チャチャっと即席でつくった生地にさっとくぐらせて揚げただけのフリットは、確かに手の込んだカステッロの料理とは違うけれど、シンプルなのにたまらなく優しくて美味しい。とっくにお腹いっぱいなのにペロリと完食してしまう。
愛犬が小さなトリュフを掘り当てた
深夜に及ぶ激務と修行に耐えられたのも、こうした「イタリア一すごい」の朝食のおかげだったのは言うまでもない。この朝の至福の時間を少しでも長く味わっていたいところだが、その後は慌ただしくカステッロへ出かけ、それきり深夜まで戻れない。
そんな私は、ひとつだけ入口が外に面している、例えて言うなら門番みたいな部屋に居候させてもらっていた。ここであれば母屋を通らなくて済むので自分の部屋の鍵さえあれば、真夜中に帰宅しても迷惑をかけることがなかったはずなのだけど、深夜1時や2時に帰っても、母屋の電気が消えていたことはない。
それどころか、必ずジュリオがグラッパ片手にテレビを見ながら待っていて「お帰り。疲れたかい? 何か部屋に足りないものはあるかい?」と聞いてくれて、私が部屋に入って鍵を閉めたのを見届けてから母屋の施錠をするのだった。

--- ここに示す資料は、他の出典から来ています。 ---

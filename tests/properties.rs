//! Property-based coverage of the universal invariants named in spec.md §8:
//! idempotent re-signing, the `SignedHeaders`-subset-of-transmitted-headers
//! rule, and percent-encoding round-trips for query components. Each runs
//! hundreds of generated cases via `proptest` rather than a handful of fixed
//! examples, matching the teacher's stated use of property tests for
//! parsing/validation code with a clean acceptance rule.

use std::sync::Arc;

use aws_request_signer::clock::FixedClock;
use aws_request_signer::credentials::Credentials;
use aws_request_signer::signer::sigv4::SigV4HeaderSigner;
use aws_request_signer::signer::Signer;
use aws_request_signer::util::uri_encode_query_component;
use chrono::{TimeZone, Utc};
use percent_encoding::percent_decode_str;
use proptest::prelude::*;

fn example_credentials() -> Credentials {
    Credentials::new("AKIDEXAMPLE", "wJalrXUtnFEMI/K7MDENG+bPxRfiCYEXAMPLEKEY")
}

fn fixed_clock() -> Arc<FixedClock> {
    Arc::new(FixedClock(Utc.with_ymd_and_hms(2015, 8, 30, 12, 36, 0).unwrap()))
}

/// Printable ASCII without control characters, `:` or `\r`/`\n` — a superset
/// of what a caller would plausibly put in a query value or header value.
fn header_safe_string() -> impl Strategy<Value = String> {
    "[a-zA-Z0-9 ._/=+-]{0,24}"
}

/// A handful of fixed, valid header names, so proptest never has to
/// construct a syntactically invalid `HeaderName`.
fn extra_header_name() -> impl Strategy<Value = &'static str> {
    prop_oneof![
        Just("x-custom-a"),
        Just("x-custom-b"),
        Just("x-other-header"),
        Just("x-request-id"),
    ]
}

proptest! {
    /// Percent-encoding a query component and decoding it back must return
    /// the original string, for any printable-ASCII input.
    #[test]
    fn query_component_encoding_round_trips(value in header_safe_string()) {
        let encoded = uri_encode_query_component(&value);
        let decoded = percent_decode_str(&encoded).decode_utf8().unwrap().into_owned();
        prop_assert_eq!(decoded, value);
    }

    /// Re-signing an otherwise-identical request with a fixed clock produces
    /// byte-identical `Authorization` headers, regardless of which extra
    /// headers the caller happened to set first.
    #[test]
    fn resigning_is_idempotent_for_arbitrary_extra_headers(
        name in extra_header_name(),
        value in header_safe_string(),
    ) {
        let signer = SigV4HeaderSigner::new(example_credentials(), "iam", "us-east-1")
            .with_clock(fixed_clock());
        let url = url::Url::parse("https://iam.amazonaws.com/?Action=ListUsers&Version=2010-05-08").unwrap();
        let mut request = aws_request_signer::request::SignableRequest::new(http::Method::GET, url);
        request.set_header("Host", "iam.amazonaws.com");
        request.set_header(name, &value);

        signer.add_auth(&mut request).unwrap();
        let first = request.header("authorization").unwrap().to_string();
        signer.add_auth(&mut request).unwrap();
        let second = request.header("authorization").unwrap().to_string();
        prop_assert_eq!(first, second);
    }

    /// For any extra header the caller sets, every name listed in
    /// `SignedHeaders` after signing must still be present on the request.
    #[test]
    fn signed_headers_always_subset_of_transmitted_headers(
        name in extra_header_name(),
        value in header_safe_string(),
    ) {
        let signer = SigV4HeaderSigner::new(example_credentials(), "iam", "us-east-1")
            .with_clock(fixed_clock());
        let url = url::Url::parse("https://iam.amazonaws.com/?Action=ListUsers&Version=2010-05-08").unwrap();
        let mut request = aws_request_signer::request::SignableRequest::new(http::Method::GET, url);
        request.set_header("Host", "iam.amazonaws.com");
        request.set_header(name, &value);

        signer.add_auth(&mut request).unwrap();

        let auth = request.header("authorization").unwrap().to_string();
        let signed_headers = auth
            .split("SignedHeaders=")
            .nth(1)
            .unwrap()
            .split(',')
            .next()
            .unwrap();
        for header_name in signed_headers.split(';') {
            prop_assert!(
                request.header(header_name).is_some(),
                "signed header {} missing from transmitted request",
                header_name
            );
        }
    }
}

まるで娘のように私を支えてくれた夫妻なのに、ふりかえれば、ここで撮った写真が驚くほど少ないのは、ここにいた時間自体が少ないからだろう。
「せっかくいい季節にランゲ丘陵に来てるのに、うちとカステッロの往復しかしていないでしょう? リッツに少しでも時間があれば、いろんな街を私が案内してあげるのに」そう言って残念そうにしてくれるピヌッチャの気持ちを無碍にせざるを得ないことが心苦しかった。
いよいよカステッロでの修行の最後の日、「最後のチャンスだから」と、朝食後のほんの30分を利用して、ジュリオがトリュフ狩りに連れて行ってくれた。雨あがりのぬかるんだ林の中、ジュリオと愛犬の後をついていくだけで早くもズボンは泥だらけ。でも厨房で働き詰めだった私には湿った空気さえ気持ちがいい。
「あるぞあるぞ〜。どこだ? あそこか? あるぞあるぞ〜」日本語にすればそんな感じだろうか。
独特の抑揚をつけたジュリオのかけ声に煽てられ、犬は小さなトリュフを数個掘り当てた。金のネックレスをジャラジャラつけた金持ち卸し人がカステッロに売りにくる白トリュフとは雲泥の差だけれども、その香りは素晴らしく芳醇で、私には何倍も価値のあるトリュフに思えた。